Monday Markets — Gold and Bitcoin (and Alts)

Monday,25 January 2021
Wollongong, Australia
By Greg Canavan

[5 min read]

Last week I wrote about gold. I showed you how closely it was correlated with the real interest rate. Given the huge increase in debt around the world over the past 12 months, it makes it even more unlikely that the global economy can handle any sustained increase in real interest rates in the years to come. Therefore, the long-term outlook for gold remains as strong as ever.

The shorter-term picture, as always, is far trickier.

Will the gold price have another leg down? Or is it bottoming here before moving higher?

It all depends on the strength of this ‘recovery’. That is, how will the global economy stand on its own two feet once the massive COVID-related fiscal stimulus subsides?
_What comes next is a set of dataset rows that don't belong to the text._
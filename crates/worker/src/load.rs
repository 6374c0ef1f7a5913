//! In-flight load tracking and self-reporting
//!
//! The counter is the single source of truth for this worker's load. The
//! push to the dispatcher is a fire-and-forget notification outside the
//! counter's critical section: the dispatcher's view is eventually
//! consistent, and a missed push is logged and dropped, never retried.

use inferoute_common::protocol::LoadReport;
use inferoute_common::METRICS;
use std::sync::atomic::{AtomicI64, Ordering};
use std::sync::Arc;
use std::time::Duration;
use tracing::{debug, warn};

/// Pushes load values to the dispatcher's `/update_load` endpoint
pub struct LoadReporter {
    client: reqwest::Client,
    dispatcher_url: String,
    worker_id: String,
    timeout: Duration,
}

impl LoadReporter {
    pub fn new(dispatcher_url: impl Into<String>, worker_id: impl Into<String>, timeout: Duration) -> Self {
        Self {
            client: reqwest::Client::new(),
            dispatcher_url: dispatcher_url.into(),
            worker_id: worker_id.into(),
            timeout,
        }
    }

    /// Best-effort push; failures are logged and swallowed
    pub async fn report(&self, load: i64) {
        let report = LoadReport::new(&self.worker_id, load);
        let result = self
            .client
            .post(format!("{}/update_load", self.dispatcher_url))
            .timeout(self.timeout)
            .json(&report)
            .send()
            .await;

        match result {
            Ok(response) if response.status().is_success() => {
                debug!(load, "reported load to dispatcher");
            }
            Ok(response) => {
                METRICS.worker.report_failures.inc();
                warn!(load, status = %response.status(), "dispatcher rejected load report");
            }
            Err(e) => {
                METRICS.worker.report_failures.inc();
                warn!(load, error = %e, "failed to report load to dispatcher");
            }
        }
    }
}

/// Tracks this worker's in-flight job count
///
/// `begin` returns a guard; the count drops when the guard does, so the
/// decrement runs on success and failure paths alike.
pub struct LoadTracker {
    count: Arc<AtomicI64>,
    reporter: Arc<LoadReporter>,
}

impl LoadTracker {
    pub fn new(reporter: Arc<LoadReporter>) -> Self {
        Self {
            count: Arc::new(AtomicI64::new(0)),
            reporter,
        }
    }

    /// Current in-flight count
    pub fn current(&self) -> i64 {
        self.count.load(Ordering::SeqCst)
    }

    /// Increment the count for one job and notify the dispatcher
    pub fn begin(&self) -> LoadGuard {
        let load = self.count.fetch_add(1, Ordering::SeqCst) + 1;
        METRICS.worker.in_flight.set(load);
        push(self.reporter.clone(), load);

        LoadGuard {
            count: self.count.clone(),
            reporter: self.reporter.clone(),
        }
    }
}

/// RAII handle for one in-flight job
pub struct LoadGuard {
    count: Arc<AtomicI64>,
    reporter: Arc<LoadReporter>,
}

impl Drop for LoadGuard {
    fn drop(&mut self) {
        // Saturating decrement: the count must never go negative even if
        // guards are dropped out of order with external resets.
        let previous = self
            .count
            .fetch_update(Ordering::SeqCst, Ordering::SeqCst, |v| Some((v - 1).max(0)))
            .unwrap_or(0);
        let load = (previous - 1).max(0);
        METRICS.worker.in_flight.set(load);
        push(self.reporter.clone(), load);
    }
}

fn push(reporter: Arc<LoadReporter>, load: i64) {
    tokio::spawn(async move {
        reporter.report(load).await;
    });
}
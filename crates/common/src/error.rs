//! Common error types for Inferoute
//!
//! This module defines all error types used across the Inferoute system.
//! HTTP-facing components map these onto status codes at the boundary;
//! internally everything travels as `InferouteError`.

use std::net::AddrParseError;
use thiserror::Error;

/// Main error type for Inferoute
#[derive(Error, Debug)]
pub enum InferouteError {
    /// Configuration errors
    #[error("Configuration error: {0}")]
    Config(String),

    /// HTTP client errors (health probes, forwarding, load reports)
    #[error("HTTP error: {0}")]
    Http(#[from] reqwest::Error),

    /// Connection errors
    #[error("Connection error: {0}")]
    Connection(String),

    /// Serialization/deserialization errors
    #[error("Serialization error: {0}")]
    Serialization(#[from] serde_json::Error),

    /// I/O errors
    #[error("I/O error: {0}")]
    Io(#[from] std::io::Error),

    /// Invalid input
    #[error("Invalid input: {0}")]
    InvalidInput(String),

    /// Timeout
    #[error("Operation timed out: {0}")]
    Timeout(String),

    /// No backend is currently up
    #[error("No available backends")]
    NoAvailableBackend,

    /// Load report referenced a backend id the registry does not know
    #[error("Unknown backend: {0}")]
    UnknownBackend(String),

    /// Backend reachable but returned a non-success status
    #[error("Backend returned status {status}")]
    BackendStatus { status: u16 },

    /// Parsing error
    #[error("Parse error: {0}")]
    Parse(String),

    /// Generic internal error
    #[error("Internal error: {0}")]
    Internal(String),
}

impl From<AddrParseError> for InferouteError {
    fn from(err: AddrParseError) -> Self {
        InferouteError::Parse(err.to_string())
    }
}

impl InferouteError {
    /// Create a configuration error
    pub fn config(msg: impl Into<String>) -> Self {
        InferouteError::Config(msg.into())
    }

    /// Create a connection error
    pub fn connection(msg: impl Into<String>) -> Self {
        InferouteError::Connection(msg.into())
    }

    /// Create an invalid input error
    pub fn invalid_input(msg: impl Into<String>) -> Self {
        InferouteError::InvalidInput(msg.into())
    }

    /// Create a timeout error
    pub fn timeout(msg: impl Into<String>) -> Self {
        InferouteError::Timeout(msg.into())
    }

    /// Create an internal error
    pub fn internal(msg: impl Into<String>) -> Self {
        InferouteError::Internal(msg.into())
    }
}

/// Result type alias for Inferoute operations
pub type Result<T> = std::result::Result<T, InferouteError>;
I’ve got my doubts on a self-sustaining recovery. So does the bond market. For all the talk of coming inflation, US 10-year bond yields are only around 1.1%. That’s hardly screaming strong recovery to me.

Sure, that could change in the months ahead. But so far, there is no decent recovery in sight. Which is why, I think, the gold price is holding up.

In response to last week’s essay, a reader asked about the gold miners, and their correlation to gold. It’s not as close as you think. At least not in recent years.

The chart below shows the HUI ‘Gold Bugs Index’ (black line) against the gold price since the secular bull market began at the start of the century.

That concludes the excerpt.